Data mining through clustering – Clustering can be thought of as the grouping of similar data points together. It is used for the purpose of categorizing data (e.g., grouping books by genre) or discovering connections and dependencies among different variables that cannot be explained by statistical analysis alone (e.g., finding out which types of users tend to buy two different types of books). This can also help in coming up with recommendations to improve the way a company manages their inventory, how they communicate with their customers or their marketing strategies.
Directed data mining – This is where you assign specific attributes to different customers, who are then grouped into the same data set. It can be used for following the development of a relationship (e.g., if my customer is an early adopter, I will offer them more attractive promotions).
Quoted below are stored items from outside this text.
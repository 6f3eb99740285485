use super::time_window_select::TimeWindowSelect;
use super::view_driver::{FetchFn, ViewDriver};
use crate::application::view_controller::ViewController;
use crate::config::config;
use crate::domain::{
    correlation::HeatmapPayload, market_data::TimeWindow, repositories::DashboardRepository,
    view_state::ViewKind,
};
use crate::infrastructure::http::DashboardHttpClient;
use futures::FutureExt;
use leptos::*;
use std::rc::Rc;

/// 🟦 Correlation matrix, fetched on mount and on window change
#[component]
pub fn HeatmapView() -> impl IntoView {
    let settings = config();
    let controller = create_rw_signal(
        ViewController::<HeatmapPayload>::new(ViewKind::Heatmap, settings.default_window)
            .with_refresh(settings.heatmap_refresh)
            .with_stale_results(settings.stale_results),
    );

    let client = DashboardHttpClient::from_config(settings);
    let fetch: FetchFn<HeatmapPayload> = Rc::new(move |window| {
        let client = client.clone();
        async move { client.heatmap(window).await }.boxed_local()
    });

    let driver = ViewDriver::new(controller, fetch);
    driver.mount();
    on_cleanup({
        let driver = Rc::clone(&driver);
        move || driver.unmount()
    });

    let window = Signal::derive(move || controller.with(|c| c.time_window()));
    let loading = Signal::derive(move || controller.with(|c| c.is_loading()));
    let on_change = Callback::new(move |w: TimeWindow| driver.select_window(w));

    view! {
        <section class="heatmap-view">
            <h2>"Correlation Heatmap"</h2>
            <TimeWindowSelect value=window on_change=on_change />
            <Show
                when=move || !loading.get()
                fallback=|| view! { <div class="loading">"Loading..."</div> }
            >
                {move || controller.with(|c| render_heatmap(c.data()))}
            </Show>
        </section>
    }
}

fn render_heatmap(payload: Option<&HeatmapPayload>) -> View {
    let Some(grid) = payload.and_then(HeatmapPayload::grid) else {
        return view! { <p class="empty">"No data available"</p> }.into_view();
    };

    let header = grid
        .labels()
        .iter()
        .map(|label| view! { <th class="heatmap-label">{label.clone()}</th> })
        .collect_view();

    let rows = (0..grid.row_count())
        .map(|row| {
            let cells = grid
                .row(row)
                .map(|cell| {
                    view! {
                        <td class="heatmap-cell" style:background-color=cell.background()>
                            {cell.text()}
                        </td>
                    }
                })
                .collect_view();
            view! {
                <tr>
                    <th class="heatmap-label">{grid.label(row).to_string()}</th>
                    {cells}
                </tr>
            }
        })
        .collect_view();

    view! {
        <table class="heatmap">
            <thead>
                <tr>
                    <th></th>
                    {header}
                </tr>
            </thead>
            <tbody>{rows}</tbody>
        </table>
    }
    .into_view()
}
Actual customer behavior can also be predicted based on certain attributes (e.g., if this person has an interest in technology, we can make a prediction about what types of programs they will like).
Multi-dimensional analytics – This is where you take multiple variables and look at how they are related in different combinations to one another. It is used to compare data sets and come up with conclusions that cannot be drawn from a single variable alone. It can also be used to give insights into various aspects of the subject matter (e.g., putting all the different data sets together will let you see how all of them are related).
Data mining through association rules – This type of data mining is used for discovering patterns (i.e., discovering correlations) in large data sets and grouping different variables together so that a pattern emerges from them. It can be thought of as looking at a jigsaw puzzle where you have each piece but not the order in which they go into place relative to one another. The pieces are different attributes of one entity, i.e. the jigsaw puzzle is data, and the pieces associated with different attributes are the entities (e.g., when you put a few different types of books into a category, there is an association between them and it makes sense to think of them as belonging together).
Predictive modeling – Predictive modeling is a form of mining data where one variable can be used to predict another variable based on how it changes over time (e.g., using the quarterly sales in an electronics store to predict next year’s sales). There are also more advanced versions of this where one variable can be used to predict many different other variables at the same time. It is used for a variety of purposes (e.g. to create sales forecasts, predicting certain aspects of financial performance, projecting returns, etc.).
Data mining through Causal Inference – This is using statistics to determine cause and effect relationships between different variables based on the behavior that occurs in the data set (e.g., creating a prediction model for company profitability). It can be thought of as what if? scenarios that show how one variable affects another based on their likelihood of occurring over time.
Data mining through a process – This type of data mining is similar to causal inference, but it involves a specific action that has been taken (or not) based on the outcome of that action. It can be thought of as an association between two variables that occurs due to a process (e.g., associating a customer’s purchase activity with their behavior on social networking sites).